Blood Money and Paragon Surge

These are indeed silly.

Planar Binding is a trickier case. It's obvious that it can be ridiculously powerful. It's very intention is to break the normal power curve.

But it's also a "necessary" spell for many stories. We WANT evil wizards who summon things that they really can't quite handle.

Planar Binding is at its best when it's not entirely safe to cast, but you're tempted by the potential power.

Also, unlike Blood Money and Paragon Surge, it has a lot more subtle limits on it. The drawback of BM is purely mechanical; some Strength damage which can be cured in several ways. Paragon Surge is based on a cheesy mechanical trick.

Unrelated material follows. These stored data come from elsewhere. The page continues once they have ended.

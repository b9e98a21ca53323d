//! Sentence aggregation.
//!
//! Flattens a realised tree into tokens, applies determiner allomorphy
//! across token boundaries, and punctuates the result.

use std::fmt;

use hanyu_foundation::{FeatureSet, LexicalCategory, NodeId};
use hanyu_morphology::Inflector;
use hanyu_syntax::{Realiser, RealiserConfig};
use hanyu_tree::{Node, Tree};
use tracing::debug;

/// Appended to declarative sentences.
pub const FULL_STOP: &str = "。";

/// Appended to questions.
pub const QUESTION_MARK: &str = "？";

/// A realised sentence.
#[derive(Clone, Debug, Default, Eq, PartialEq)]
pub struct Sentence {
    /// Surface tokens in order, empty tokens dropped.
    pub tokens: Vec<String>,
    /// Whether the root was a question.
    pub interrogative: bool,
}

impl Sentence {
    /// Joins the tokens with single spaces and adds final punctuation.
    ///
    /// An empty sentence has no punctuation either.
    #[must_use]
    pub fn text(&self) -> String {
        if self.tokens.is_empty() {
            return String::new();
        }
        let mut text = self.tokens.join(" ");
        text.push_str(if self.interrogative {
            QUESTION_MARK
        } else {
            FULL_STOP
        });
        text
    }
}

impl fmt::Display for Sentence {
    fn fmt(&self, f: &mut fmt::Formatter<'_>) -> fmt::Result {
        f.write_str(&self.text())
    }
}

/// Realises `root` with the default configuration.
pub fn realise_sentence(tree: &mut Tree, root: NodeId) -> Sentence {
    realise_sentence_with(tree, root, &RealiserConfig::default())
}

/// Realises `root` and aggregates the output into a sentence.
pub fn realise_sentence_with(tree: &mut Tree, root: NodeId, config: &RealiserConfig) -> Sentence {
    let interrogative = is_interrogative(tree, root);
    let realised = Realiser::new(tree)
        .with_config(config.clone())
        .realise(root);
    let inflector = Inflector::new(config.morphology.clone());
    let tokens = aggregate(tree, realised, &inflector);
    debug!(%root, tokens = tokens.len(), interrogative, "sentence realised");
    Sentence {
        tokens,
        interrogative,
    }
}

/// Flattens a realised node into its non-empty tokens.
///
/// A determiner or numeral token takes its pre-vowel allomorph when the
/// next token calls for one.
#[must_use]
pub fn aggregate(tree: &Tree, realised: NodeId, inflector: &Inflector) -> Vec<String> {
    let leaves: Vec<(&str, Option<LexicalCategory>)> = tree
        .leaves(realised)
        .into_iter()
        .filter_map(|id| match tree.get(id) {
            Some(Node::Literal(l)) if !l.text.is_empty() => Some((l.text.as_str(), l.category)),
            _ => None,
        })
        .collect();

    leaves
        .iter()
        .enumerate()
        .map(|(index, &(text, category))| {
            let next = leaves.get(index + 1).map(|&(next, _)| next);
            match (category, next) {
                (
                    Some(LexicalCategory::Demonstrative | LexicalCategory::Numeral),
                    Some(next),
                ) => inflector
                    .determiner_before(text, next)
                    .unwrap_or(text)
                    .to_string(),
                _ => text.to_string(),
            }
        })
        .collect()
}

/// A clause asks a question when it or its verb phrase carries an
/// interrogative type.
fn is_interrogative(tree: &Tree, root: NodeId) -> bool {
    let asks = |id: NodeId| {
        tree.features(id)
            .and_then(FeatureSet::interrogative)
            .is_some()
    };
    asks(root) || tree.verb_phrase_of_clause(root).is_some_and(asks)
}
//! The node arena.

use hanyu_foundation::{
    Category, Error, Feature, FeatureSet, FeatureValue, LexicalCategory, NodeId, Result,
};

use crate::lexicon::Lexicon;
use crate::node::{Coordination, Literal, Node, Phrase, RealizedList};

/// An arena of syntax tree nodes.
///
/// Nodes are addressed by [`NodeId`] and never removed, so a node may be
/// referenced from several parents. Realisation appends its output nodes to
/// the same arena.
#[derive(Clone, Debug, Default)]
#[cfg_attr(feature = "serde", derive(serde::Serialize, serde::Deserialize))]
pub struct Tree {
    nodes: Vec<Node>,
    #[cfg_attr(feature = "serde", serde(skip))]
    lexicon: Lexicon,
}

impl Tree {
    /// Creates an empty tree backed by the standard lexicon.
    #[must_use]
    pub fn new() -> Self {
        Self::default()
    }

    /// Creates an empty tree backed by the given lexicon.
    #[must_use]
    pub fn with_lexicon(lexicon: Lexicon) -> Self {
        Self {
            nodes: Vec::new(),
            lexicon,
        }
    }

    /// Returns the lexicon.
    #[must_use]
    pub fn lexicon(&self) -> &Lexicon {
        &self.lexicon
    }

    /// Returns the lexicon mutably.
    pub fn lexicon_mut(&mut self) -> &mut Lexicon {
        &mut self.lexicon
    }

    /// Adds a node and returns its handle.
    pub fn insert(&mut self, node: Node) -> NodeId {
        let index = u32::try_from(self.nodes.len()).unwrap_or(u32::MAX);
        self.nodes.push(node);
        NodeId::new(index)
    }

    /// Returns the number of nodes.
    #[must_use]
    pub fn len(&self) -> usize {
        self.nodes.len()
    }

    /// Returns true if the arena holds no nodes.
    #[must_use]
    pub fn is_empty(&self) -> bool {
        self.nodes.is_empty()
    }

    /// Returns a node.
    #[must_use]
    pub fn get(&self, id: NodeId) -> Option<&Node> {
        self.nodes.get(id.index())
    }

    /// Returns a node mutably.
    pub fn get_mut(&mut self, id: NodeId) -> Option<&mut Node> {
        self.nodes.get_mut(id.index())
    }

    /// Returns a node, or an error for a foreign handle.
    ///
    /// # Errors
    ///
    /// Returns [`ErrorKind::UnknownNode`](hanyu_foundation::ErrorKind::UnknownNode)
    /// if `id` was not issued by this tree.
    pub fn node(&self, id: NodeId) -> Result<&Node> {
        self.get(id).ok_or_else(|| Error::unknown_node(id))
    }

    /// Checks that every node reachable from `root` exists and that no node
    /// reaches itself. Shared subtrees are allowed.
    ///
    /// # Errors
    ///
    /// Returns `UnknownNode` for a dangling handle and `InvalidArgument`
    /// naming the first node found on a cycle.
    pub fn validate(&self, root: NodeId) -> Result<()> {
        #[derive(Copy, Clone, PartialEq)]
        enum Mark {
            Unseen,
            Open,
            Done,
        }

        let cycle = |id: NodeId| Error::invalid_argument(format!("cycle through node {id}"));
        let mut marks = vec![Mark::Unseen; self.nodes.len()];
        let mut stack = vec![(root, false)];
        while let Some((id, leaving)) = stack.pop() {
            let node = self.node(id)?;
            let index = id.index();
            if leaving {
                marks[index] = Mark::Done;
                continue;
            }
            match marks[index] {
                Mark::Done => continue,
                Mark::Open => return Err(cycle(id)),
                Mark::Unseen => {}
            }
            marks[index] = Mark::Open;
            stack.push((id, true));
            for child in node.references() {
                match marks.get(child.index()) {
                    None => return Err(Error::unknown_node(child)),
                    Some(Mark::Open) => return Err(cycle(child)),
                    Some(Mark::Done) => {}
                    Some(Mark::Unseen) => stack.push((child, false)),
                }
            }
        }
        Ok(())
    }

    // =========================================================================
    // Categories
    // =========================================================================

    /// Returns a node's category. Inflected words report their word's category.
    #[must_use]
    pub fn category(&self, id: NodeId) -> Option<Category> {
        Some(match self.get(id)? {
            Node::Word(w) => Category::Lexical(w.category),
            Node::Inflected(i) => Category::Lexical(self.lexical_category(i.word)?),
            Node::Literal(_) => Category::Literal,
            Node::Phrase(p) => Category::Phrase(p.category),
            Node::Coordination(_) => Category::Coordination,
            Node::Realized(_) => Category::Realized,
        })
    }

    /// Returns the part of speech of a word-like node.
    #[must_use]
    pub fn lexical_category(&self, id: NodeId) -> Option<LexicalCategory> {
        match self.get(id)? {
            Node::Word(w) => Some(w.category),
            Node::Inflected(i) => self.lexical_category(i.word),
            Node::Literal(l) => l.category,
            _ => None,
        }
    }

    /// Returns true if the node has exactly this category.
    #[must_use]
    pub fn is(&self, id: NodeId, category: Category) -> bool {
        self.category(id) == Some(category)
    }

    /// Returns the base form of a word-like node, or a literal's text.
    #[must_use]
    pub fn base_form(&self, id: NodeId) -> Option<&str> {
        match self.get(id)? {
            Node::Word(w) => w.base_form.as_deref(),
            Node::Inflected(i) => self.base_form(i.word),
            Node::Literal(l) => Some(l.text.as_str()),
            _ => None,
        }
    }

    // =========================================================================
    // Features
    // =========================================================================

    /// Returns a node's features.
    #[must_use]
    pub fn features(&self, id: NodeId) -> Option<&FeatureSet> {
        self.get(id).map(Node::features)
    }

    /// Returns a node's features mutably.
    pub fn features_mut(&mut self, id: NodeId) -> Option<&mut FeatureSet> {
        self.get_mut(id).map(Node::features_mut)
    }

    /// Returns true if a boolean feature is set on the node.
    #[must_use]
    pub fn flag(&self, id: NodeId, key: Feature) -> bool {
        self.features(id).is_some_and(|f| f.flag(key))
    }

    /// Sets a feature. Unknown handles are ignored.
    pub fn set_feature(&mut self, id: NodeId, key: Feature, value: impl Into<FeatureValue>) {
        if let Some(features) = self.features_mut(id) {
            features.set(key, value);
        }
    }

    /// Removes a feature. Unknown handles are ignored.
    pub fn remove_feature(&mut self, id: NodeId, key: Feature) {
        if let Some(features) = self.features_mut(id) {
            features.remove(key);
        }
    }

    /// Copies a feature from one node to another, removing it from the
    /// target when the source lacks it.
    pub fn copy_feature(&mut self, from: NodeId, to: NodeId, key: Feature) {
        let value = self.features(from).and_then(|f| f.get(key)).cloned();
        if let Some(features) = self.features_mut(to) {
            features.set_opt(key, value);
        }
    }

    // =========================================================================
    // Typed views
    // =========================================================================

    /// Returns a phrase.
    #[must_use]
    pub fn phrase(&self, id: NodeId) -> Option<&Phrase> {
        match self.get(id)? {
            Node::Phrase(p) => Some(p),
            _ => None,
        }
    }

    /// Returns a phrase mutably.
    pub fn phrase_mut(&mut self, id: NodeId) -> Option<&mut Phrase> {
        match self.get_mut(id)? {
            Node::Phrase(p) => Some(p),
            _ => None,
        }
    }

    /// Returns a coordination.
    #[must_use]
    pub fn coordination_node(&self, id: NodeId) -> Option<&Coordination> {
        match self.get(id)? {
            Node::Coordination(c) => Some(c),
            _ => None,
        }
    }

    /// Returns a coordination mutably.
    pub fn coordination_mut(&mut self, id: NodeId) -> Option<&mut Coordination> {
        match self.get_mut(id)? {
            Node::Coordination(c) => Some(c),
            _ => None,
        }
    }

    /// Returns a phrase or an error naming what the node actually is.
    ///
    /// # Errors
    ///
    /// Fails for foreign handles and for nodes that are not phrases.
    pub fn expect_phrase_mut(&mut self, id: NodeId) -> Result<&mut Phrase> {
        let category = self.category(id).ok_or_else(|| Error::unknown_node(id))?;
        self.phrase_mut(id)
            .ok_or_else(|| Error::not_a_phrase(id, category))
    }

    /// Returns a coordination or an error naming what the node actually is.
    ///
    /// # Errors
    ///
    /// Fails for foreign handles and for nodes that are not coordinations.
    pub fn expect_coordination_mut(&mut self, id: NodeId) -> Result<&mut Coordination> {
        let category = self.category(id).ok_or_else(|| Error::unknown_node(id))?;
        self.coordination_mut(id)
            .ok_or_else(|| Error::not_a_coordination(id, category))
    }

    // =========================================================================
    // Output
    // =========================================================================

    /// Adds a realised token.
    pub fn token(
        &mut self,
        text: impl Into<String>,
        category: Option<LexicalCategory>,
        features: FeatureSet,
    ) -> NodeId {
        self.insert(Node::Literal(Literal {
            text: text.into(),
            category,
            features,
        }))
    }

    /// Adds a realised list.
    pub fn realized(&mut self, items: Vec<NodeId>) -> NodeId {
        self.insert(Node::Realized(RealizedList {
            items,
            features: FeatureSet::new(),
        }))
    }

    /// Flattens a realised subtree into its non-empty token texts.
    ///
    /// Unrealised nodes contribute nothing.
    #[must_use]
    pub fn tokens(&self, id: NodeId) -> Vec<&str> {
        let mut out = Vec::new();
        self.collect_tokens(id, &mut out);
        out
    }

    fn collect_tokens<'a>(&'a self, id: NodeId, out: &mut Vec<&'a str>) {
        match self.get(id) {
            Some(Node::Literal(l)) if !l.text.is_empty() => out.push(l.text.as_str()),
            Some(Node::Realized(r)) => {
                for item in &r.items {
                    self.collect_tokens(*item, out);
                }
            }
            _ => {}
        }
    }

    /// Flattens a realised subtree into its token nodes, empty ones included.
    #[must_use]
    pub fn leaves(&self, id: NodeId) -> Vec<NodeId> {
        let mut out = Vec::new();
        self.collect_leaves(id, &mut out);
        out
    }

    fn collect_leaves(&self, id: NodeId, out: &mut Vec<NodeId>) {
        match self.get(id) {
            Some(Node::Literal(_)) => out.push(id),
            Some(Node::Realized(r)) => {
                for item in &r.items {
                    self.collect_leaves(*item, out);
                }
            }
            _ => {}
        }
    }

    // =========================================================================
    // Forking
    // =========================================================================

    /// Deep-copies the subtree rooted at `id` and returns the copy.
    ///
    /// Node-valued features and the word behind an inflected word stay
    /// shared. Unknown handles are returned unchanged.
    pub fn fork(&mut self, id: NodeId) -> NodeId {
        let Some(mut node) = self.get(id).cloned() else {
            return id;
        };
        node.map_children(|child| self.fork(child));
        self.insert(node)
    }
}
//! Integration tests for noun phrase realisation

use hanyu_foundation::{DiscourseFunction, Feature, Gender, LexicalCategory, NodeId, Number};
use hanyu_tree::Tree;

use crate::realise;

fn with_specifiers(tree: &mut Tree, head: &str, specifiers: &[(&str, LexicalCategory)]) -> NodeId {
    let np = tree.noun_phrase(head);
    for (base, category) in specifiers {
        let word = tree.word(base, *category);
        tree.add_specifier(np, word).unwrap();
    }
    np
}

// =============================================================================
// Specifiers
// =============================================================================

#[test]
fn plural_pronoun_demonstrative_numeral_classifier() {
    let mut tree = Tree::new();
    let np = with_specifiers(
        &mut tree,
        "学生",
        &[
            ("个", LexicalCategory::Classifier),
            ("他", LexicalCategory::Pronoun),
            ("两", LexicalCategory::Numeral),
            ("那", LexicalCategory::Demonstrative),
        ],
    );
    tree.set_feature(np, Feature::Number, Number::Plural);
    assert_eq!(realise(&mut tree, np), "他们 那 两 个 学生");
}

#[test]
fn singular_pronoun_with_full_determiner() {
    let mut tree = Tree::new();
    let np = with_specifiers(
        &mut tree,
        "学生",
        &[
            ("他", LexicalCategory::Pronoun),
            ("那", LexicalCategory::Demonstrative),
            ("个", LexicalCategory::Classifier),
        ],
    );
    assert_eq!(realise(&mut tree, np), "他 那 个 学生");
}

#[test]
fn numeral_and_classifier() {
    let mut tree = Tree::new();
    let np = with_specifiers(
        &mut tree,
        "狗",
        &[("三", LexicalCategory::Numeral), ("条", LexicalCategory::Classifier)],
    );
    assert_eq!(realise(&mut tree, np), "三 条 狗");
}

#[test]
fn numeral_suppresses_the_plural_marker() {
    let mut tree = Tree::new();
    let np = with_specifiers(
        &mut tree,
        "朋友",
        &[("两", LexicalCategory::Numeral), ("个", LexicalCategory::Classifier)],
    );
    tree.set_feature(np, Feature::Number, Number::Plural);
    assert_eq!(realise(&mut tree, np), "两 个 朋友");
}

#[test]
fn covert_numeral_classifier_in_subject_position() {
    let mut tree = Tree::new();
    let np = with_specifiers(
        &mut tree,
        "狗",
        &[("一", LexicalCategory::Numeral), ("条", LexicalCategory::Classifier)],
    );
    tree.set_feature(np, Feature::DiscourseFunction, DiscourseFunction::Subject);
    assert_eq!(realise(&mut tree, np), "狗");
}

#[test]
fn possessive_noun_specifier_comes_last() {
    let mut tree = Tree::new();
    let np = tree.noun_phrase("书");
    let laoshi = tree.word("老师", LexicalCategory::Noun);
    tree.set_feature(laoshi, Feature::Possessive, true);
    tree.add_specifier(np, laoshi).unwrap();
    assert_eq!(realise(&mut tree, np), "老师 的 书");
}

#[test]
fn possessive_noun_phrase_leads() {
    let mut tree = Tree::new();
    let np = with_specifiers(
        &mut tree,
        "狗",
        &[("那", LexicalCategory::Demonstrative), ("条", LexicalCategory::Classifier)],
    );
    let owner = tree.noun_phrase("老师");
    tree.set_feature(owner, Feature::Possessive, true);
    tree.add_specifier(np, owner).unwrap();
    assert_eq!(realise(&mut tree, np), "老师 的 那 条 狗");
}

#[test]
fn shared_specifier_is_not_marked_by_realisation() {
    let mut tree = Tree::new();
    let he = tree.word("他", LexicalCategory::Pronoun);
    let np = tree.noun_phrase("学生");
    tree.add_specifier(np, he).unwrap();
    realise(&mut tree, np);
    assert!(!tree.flag(he, Feature::Elided));
}

// =============================================================================
// Modifiers
// =============================================================================

#[test]
fn associative_adjective_then_plain_noun() {
    let mut tree = Tree::new();
    let np = tree.noun_phrase("教育");
    let university = tree.word("大学", LexicalCategory::Noun);
    let stupid = tree.word("愚蠢", LexicalCategory::Adjective);
    tree.add_pre_modifier(np, university).unwrap();
    tree.add_pre_modifier(np, stupid).unwrap();
    assert_eq!(realise(&mut tree, np), "愚蠢 的 大学 教育");
}

#[test]
fn monosyllabic_adjective_has_no_particle() {
    let mut tree = Tree::new();
    let np = tree.noun_phrase("朋友");
    let good = tree.word("好", LexicalCategory::Adjective);
    tree.add_pre_modifier(np, good).unwrap();
    assert_eq!(realise(&mut tree, np), "好 朋友");
}

#[test]
fn non_predicate_adjective_is_not_associative() {
    let mut tree = Tree::new();
    let np = tree.noun_phrase("老师");
    let male = tree.word("男", LexicalCategory::Adjective);
    tree.add_pre_modifier(np, male).unwrap();
    assert_eq!(realise(&mut tree, np), "男 老师");
}

#[test]
fn long_localiser_is_pre_associative() {
    let mut tree = Tree::new();
    let room = tree.noun_phrase("房间");
    let inside = tree.word("里面", LexicalCategory::Noun);
    tree.add_post_modifier(room, inside).unwrap();
    assert!(tree.flag(room, Feature::Locative));
    assert_eq!(realise(&mut tree, room), "房间 的 里面");
}

#[test]
fn short_localiser_attaches_directly() {
    let mut tree = Tree::new();
    let room = tree.noun_phrase("房间");
    let inside = tree.word("里", LexicalCategory::Noun);
    tree.add_post_modifier(room, inside).unwrap();
    assert_eq!(realise(&mut tree, room), "房间 里");
}

#[test]
fn localiser_phrase_precedes_verbal_modifier() {
    let mut tree = Tree::new();
    let book = tree.noun_phrase("书");
    let buy = tree.word("买", LexicalCategory::Verb);
    let table = tree.noun_phrase("桌子");
    let on = tree.word("上", LexicalCategory::Noun);
    tree.add_complement(table, on).unwrap();
    tree.add_pre_modifier(book, buy).unwrap();
    tree.add_pre_modifier(book, table).unwrap();
    assert_eq!(realise(&mut tree, book), "桌子 上 的 买 的 书");
}

// =============================================================================
// Head and Pronominalisation
// =============================================================================

#[test]
fn plural_person_noun() {
    let mut tree = Tree::new();
    let np = tree.noun_phrase("孩子");
    tree.set_feature(np, Feature::Number, Number::Plural);
    assert_eq!(realise(&mut tree, np), "孩子们");
}

#[test]
fn possessive_phrase_marks_the_head() {
    let mut tree = Tree::new();
    let np = tree.noun_phrase("狗");
    tree.set_feature(np, Feature::Possessive, true);
    assert_eq!(realise(&mut tree, np), "狗 的");
}

#[test]
fn pronominal_phrase_by_gender() {
    for (gender, expected) in [
        (Gender::Masculine, "他"),
        (Gender::Feminine, "她"),
        (Gender::Neuter, "它"),
    ] {
        let mut tree = Tree::new();
        let np = tree.noun_phrase("人");
        tree.set_feature(np, Feature::Gender, gender);
        tree.set_feature(np, Feature::Pronominal, true);
        assert_eq!(realise(&mut tree, np), expected);
    }
}

#[test]
fn pronominal_plural_possessive() {
    let mut tree = Tree::new();
    let np = tree.noun_phrase("女人");
    tree.set_feature(np, Feature::Gender, Gender::Feminine);
    tree.set_feature(np, Feature::Number, Number::Plural);
    tree.set_feature(np, Feature::Possessive, true);
    tree.set_feature(np, Feature::Pronominal, true);
    assert_eq!(realise(&mut tree, np), "她们 的");
}

#[test]
fn elided_phrase_keeps_no_text() {
    let mut tree = Tree::new();
    let np = with_specifiers(&mut tree, "狗", &[("那", LexicalCategory::Demonstrative)]);
    tree.set_feature(np, Feature::Elided, true);
    assert_eq!(realise(&mut tree, np), "");
}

PB however also has social/political risks: the monsters you summon don't come out of a vacuum. They were somewhere else first, and maybe worked for someone. You may be able to control that CR 9 devil you bound, but what about its CR 16 boss? And although that demon you just summoned doesn't have a boss, it did have rivals. Now that it's bound, its rivals have nobody nearby to check them, and they grow in strength.

If the GM ignores these risks associated with PB, then it's not the spell that's broken, it's just the GM giving you a free rise. PB is powerful but it's also complicated, not a risk-free ticket to ultimate power.

inb4 people call that logic house-rules.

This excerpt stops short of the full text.